Stored items:

....

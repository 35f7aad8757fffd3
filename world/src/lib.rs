#![deny(
    unsafe_code,
    missing_docs,
    dead_code,
    unused_results,
    non_snake_case,
    unreachable_pub
)]

//! Authoritative run state for Derivative Dash.
//!
//! The world owns the vehicle, the checkpoint bookkeeping, the pending answer
//! and the score. Every mutation arrives as a [`Command`] through [`apply`],
//! which reports what happened as [`Event`] values. Adapters read state
//! through the [`query`] module only.

mod vehicle;

use std::{rc::Rc, time::Duration};

use derivative_dash_core::{
    frame_units, is_answer_character, Camera, CheckpointIndex, Command, Event, MessageKind, Phase,
    RunMessage, RunOutcome, TrackCurve, Viewport, ANSWER_BUFFER_CAPACITY, CHECKPOINT_PROXIMITY,
    CHECKPOINT_REWARD, END_OF_TRACK_MARGIN, START_SPEED, WELCOME_BANNER,
};
use derivative_dash_system_answer::{AnswerEvaluator, Verdict};

use vehicle::Vehicle;

/// Represents the authoritative Derivative Dash run.
#[derive(Debug)]
pub struct World {
    banner: &'static str,
    track: Rc<TrackCurve>,
    evaluator: AnswerEvaluator,
    viewport: Viewport,
    vehicle: Vehicle,
    camera: Camera,
    phase: Phase,
    checkpoints_passed: usize,
    next_checkpoint: CheckpointIndex,
    pending_input: String,
    score: u32,
    message: Option<RunMessage>,
    clock: Duration,
    tick_index: u64,
}

impl World {
    /// Creates a world driving on `track`, judging answers with `evaluator`.
    #[must_use]
    pub fn new(track: Rc<TrackCurve>, evaluator: AnswerEvaluator) -> Self {
        Self::with_viewport(track, evaluator, Viewport::LOGICAL)
    }

    /// Creates a world whose camera frames the vehicle inside `viewport`.
    #[must_use]
    pub fn with_viewport(
        track: Rc<TrackCurve>,
        evaluator: AnswerEvaluator,
        viewport: Viewport,
    ) -> Self {
        let vehicle = Vehicle::spawn(&track);
        let camera = Camera::recompute(vehicle.position(), viewport);
        Self {
            banner: WELCOME_BANNER,
            track,
            evaluator,
            viewport,
            vehicle,
            camera,
            phase: Phase::Driving,
            checkpoints_passed: 0,
            next_checkpoint: CheckpointIndex::new(0),
            pending_input: String::new(),
            score: 0,
            message: None,
            clock: Duration::ZERO,
            tick_index: 0,
        }
    }

    fn reset(&mut self, out_events: &mut Vec<Event>) {
        self.vehicle = Vehicle::spawn(&self.track);
        self.camera = Camera::recompute(self.vehicle.position(), self.viewport);
        self.checkpoints_passed = 0;
        self.next_checkpoint = CheckpointIndex::new(0);
        self.pending_input.clear();
        self.score = 0;
        self.message = None;
        self.transition(Phase::Driving, out_events);
        log::info!("run reset on track {}", self.track.name());
        out_events.push(Event::RunReset);
    }

    fn transition(&mut self, to: Phase, out_events: &mut Vec<Event>) {
        let from = self.phase;
        if from == to {
            return;
        }
        self.phase = to;
        log::debug!("phase {from:?} -> {to:?}");
        out_events.push(Event::PhaseChanged { from, to });
    }

    fn post_message(&mut self, text: String, kind: MessageKind) {
        self.message = Some(RunMessage {
            text,
            kind,
            issued_at: self.clock,
        });
    }

    /// Position of the checkpoint the vehicle is heading towards, or `None`
    /// once every checkpoint has been cleared.
    fn next_checkpoint_position(&self) -> Option<f64> {
        let index = self.next_checkpoint.get();
        if index == self.track.checkpoint_count() {
            return None;
        }

        match self.track.checkpoint_position(index) {
            Ok(position) => Some(position),
            Err(error) => {
                log::error!("checkpoint bookkeeping is corrupt: {error}");
                debug_assert!(false, "checkpoint bookkeeping is corrupt: {error}");
                None
            }
        }
    }

    fn drive(&mut self, dt: Duration, out_events: &mut Vec<Event>) {
        // A vehicle still inside the proximity window of an unanswered
        // checkpoint parks again where it stands.
        self.detect_checkpoint_arrival(out_events);
        if self.phase != Phase::Driving {
            return;
        }

        let from = self.vehicle.position();
        if self.vehicle.advance(frame_units(dt), &self.track) {
            out_events.push(Event::VehicleMoved {
                from,
                to: self.vehicle.position(),
                speed: self.vehicle.speed(),
            });
        }
        self.camera = Camera::recompute(self.vehicle.position(), self.viewport);

        self.detect_checkpoint_arrival(out_events);
        if self.phase == Phase::Driving {
            self.detect_end_of_track(out_events);
        }
    }

    fn detect_checkpoint_arrival(&mut self, out_events: &mut Vec<Event>) {
        let Some(position) = self.next_checkpoint_position() else {
            return;
        };
        if self.vehicle.position().x < position - CHECKPOINT_PROXIMITY {
            return;
        }

        self.vehicle.park();
        self.pending_input.clear();
        self.post_message(
            format!("What is the derivative at x ~ {}?", position as i64),
            MessageKind::Prompt,
        );
        self.transition(Phase::AwaitingAnswer, out_events);
        log::info!(
            "checkpoint {} reached at x = {:.2}",
            self.next_checkpoint.get(),
            self.vehicle.position().x
        );
        out_events.push(Event::CheckpointReached {
            index: self.next_checkpoint,
            position,
        });
    }

    fn detect_end_of_track(&mut self, out_events: &mut Vec<Event>) {
        if !self
            .track
            .is_past_end(self.vehicle.position().x, END_OF_TRACK_MARGIN)
        {
            return;
        }

        let (_, x_max) = self.track.domain();
        self.vehicle
            .stop_at(x_max - END_OF_TRACK_MARGIN, &self.track);
        self.camera = Camera::recompute(self.vehicle.position(), self.viewport);

        let outcome = if self.checkpoints_passed == self.track.checkpoint_count() {
            self.post_message(
                format!("VICTORY! Score: {}", self.score),
                MessageKind::Victory,
            );
            RunOutcome::Victory
        } else {
            self.post_message(
                String::from("End of track! Some checkpoints were missed."),
                MessageKind::Failure,
            );
            RunOutcome::TrackEnded
        };
        self.finish(outcome, out_events);
    }

    fn finish(&mut self, outcome: RunOutcome, out_events: &mut Vec<Event>) {
        let terminal = match outcome {
            RunOutcome::Crashed => Phase::Crashed,
            RunOutcome::Victory => Phase::Victory,
            RunOutcome::TrackEnded => Phase::TrackEnded,
        };
        self.transition(terminal, out_events);
        log::info!("run finished: {} with score {}", outcome.tag(), self.score);
        out_events.push(Event::RunFinished {
            outcome,
            score: self.score,
        });
    }

    fn submit_answer(&mut self, out_events: &mut Vec<Event>) {
        let index = self.next_checkpoint;
        let raw_text = std::mem::take(&mut self.pending_input);
        let true_slope = self.track.slope(self.vehicle.position().x);

        match self.evaluator.evaluate(&raw_text, true_slope) {
            Verdict::Correct { answer, error } => {
                log::info!(
                    "checkpoint {} cleared: answered {answer}, slope {true_slope:.4}, error {error:.4}",
                    index.get()
                );
                self.score = self.score.saturating_add(CHECKPOINT_REWARD);
                self.checkpoints_passed += 1;
                self.next_checkpoint = index.next();
                self.vehicle.release(START_SPEED);
                self.post_message(String::from("Correct! Keep going!"), MessageKind::Success);
                self.transition(Phase::Driving, out_events);
                out_events.push(Event::AnswerAccepted {
                    index,
                    answer,
                    true_slope,
                    score: self.score,
                });
            }
            Verdict::Incorrect { answer, error } => {
                log::info!(
                    "checkpoint {} failed: answered {answer}, slope {true_slope:.4}, error {error:.4}",
                    index.get()
                );
                self.vehicle.crash();
                self.post_message(
                    format!("Wrong! The slope was {true_slope:.2}. You crashed!"),
                    MessageKind::Failure,
                );
                out_events.push(Event::AnswerRejected {
                    index,
                    answer,
                    true_slope,
                });
                out_events.push(Event::VehicleCrashed {
                    position: self.vehicle.position(),
                });
                self.finish(RunOutcome::Crashed, out_events);
            }
            Verdict::Unparsable(error) => {
                log::debug!("unparsable answer {raw_text:?}: {error}");
                self.post_message(String::from("Invalid number"), MessageKind::Info);
                out_events.push(Event::AnswerUnparsable { index });
                out_events.push(Event::AnswerBufferChanged { length: 0 });
            }
        }
    }
}

/// Applies the provided command to the world, mutating state deterministically.
pub fn apply(world: &mut World, command: Command, out_events: &mut Vec<Event>) {
    match command {
        Command::Tick { dt } => {
            world.tick_index = world.tick_index.saturating_add(1);
            world.clock = world.clock.saturating_add(dt);
            out_events.push(Event::TimeAdvanced { dt });

            if world.phase == Phase::Driving {
                world.drive(dt, out_events);
            }
        }
        Command::AppendAnswerCharacter { character } => {
            if world.phase != Phase::AwaitingAnswer
                || !is_answer_character(character)
                || world.pending_input.chars().count() >= ANSWER_BUFFER_CAPACITY
            {
                return;
            }
            world.pending_input.push(character);
            out_events.push(Event::AnswerBufferChanged {
                length: world.pending_input.chars().count(),
            });
        }
        Command::EraseAnswerCharacter => {
            if world.phase != Phase::AwaitingAnswer {
                return;
            }
            if world.pending_input.pop().is_some() {
                out_events.push(Event::AnswerBufferChanged {
                    length: world.pending_input.chars().count(),
                });
            }
        }
        Command::CancelAnswer => {
            if world.phase != Phase::AwaitingAnswer {
                return;
            }
            world.pending_input.clear();
            world.vehicle.release(START_SPEED);
            world.post_message(String::from("Input cancelled"), MessageKind::Info);
            world.transition(Phase::Driving, out_events);
            out_events.push(Event::AnswerCancelled {
                index: world.next_checkpoint,
            });
        }
        Command::SubmitAnswer => {
            if world.phase == Phase::AwaitingAnswer {
                world.submit_answer(out_events);
            }
        }
        Command::AdjustSpeed { delta } => {
            if world.phase != Phase::Driving || !delta.is_finite() {
                return;
            }
            let changed = if delta >= 0.0 {
                world.vehicle.accelerate(delta)
            } else {
                world.vehicle.decelerate(-delta)
            };
            if changed {
                out_events.push(Event::SpeedChanged {
                    speed: world.vehicle.speed(),
                });
            }
        }
        Command::ResetRun => world.reset(out_events),
        Command::LoadTrack { track } => {
            world.track = track;
            world.reset(out_events);
        }
    }
}

/// Query functions that provide read-only access to the world state.
pub mod query {
    use std::time::Duration;

    use derivative_dash_core::{
        Camera, CheckpointIndex, Phase, RunMessage, RunOutcome, TrackCurve, VehicleSnapshot,
    };

    use super::World;

    /// Retrieves the welcome banner that adapters may display to players.
    #[must_use]
    pub fn welcome_banner(world: &World) -> &'static str {
        world.banner
    }

    /// Track the run is played on.
    #[must_use]
    pub fn track(world: &World) -> &TrackCurve {
        &world.track
    }

    /// Current phase of the run.
    #[must_use]
    pub fn phase(world: &World) -> Phase {
        world.phase
    }

    /// Terminal outcome, if the run has ended.
    #[must_use]
    pub fn outcome(world: &World) -> Option<RunOutcome> {
        world.phase.outcome()
    }

    /// Captures the vehicle's kinematic state.
    #[must_use]
    pub fn vehicle(world: &World) -> VehicleSnapshot {
        world.vehicle.snapshot()
    }

    /// Camera framing the vehicle after the most recent tick.
    #[must_use]
    pub fn camera(world: &World) -> Camera {
        world.camera
    }

    /// Accumulated score.
    #[must_use]
    pub fn score(world: &World) -> u32 {
        world.score
    }

    /// Number of checkpoints answered correctly.
    #[must_use]
    pub fn checkpoints_passed(world: &World) -> usize {
        world.checkpoints_passed
    }

    /// Index and position of the next unanswered checkpoint, if any remains.
    #[must_use]
    pub fn next_checkpoint(world: &World) -> Option<(CheckpointIndex, f64)> {
        world
            .next_checkpoint_position()
            .map(|position| (world.next_checkpoint, position))
    }

    /// Text typed so far at the current checkpoint.
    #[must_use]
    pub fn pending_input(world: &World) -> &str {
        &world.pending_input
    }

    /// Most recent message, regardless of whether it already expired.
    #[must_use]
    pub fn message(world: &World) -> Option<&RunMessage> {
        world.message.as_ref()
    }

    /// Most recent message if it is still within its display lifetime.
    #[must_use]
    pub fn visible_message(world: &World) -> Option<&RunMessage> {
        world
            .message
            .as_ref()
            .filter(|message| message.is_visible_at(world.clock))
    }

    /// Analytic slope of the track under the vehicle.
    #[must_use]
    pub fn true_slope(world: &World) -> f64 {
        world.track.slope(world.vehicle.position().x)
    }

    /// Simulated time elapsed since the world was created.
    #[must_use]
    pub fn clock(world: &World) -> Duration {
        world.clock
    }

    /// Number of ticks processed since the world was created.
    #[must_use]
    pub fn tick_index(world: &World) -> u64 {
        world.tick_index
    }

    /// Tolerance applied when judging answers.
    #[must_use]
    pub fn answer_tolerance(world: &World) -> f64 {
        world.evaluator.tolerance()
    }
}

....

> [EXERCISE DIRECTIONS]
Determine the number of lines above that include the word "drive"; the reply is that number only.

> [ANSWER AREA]
2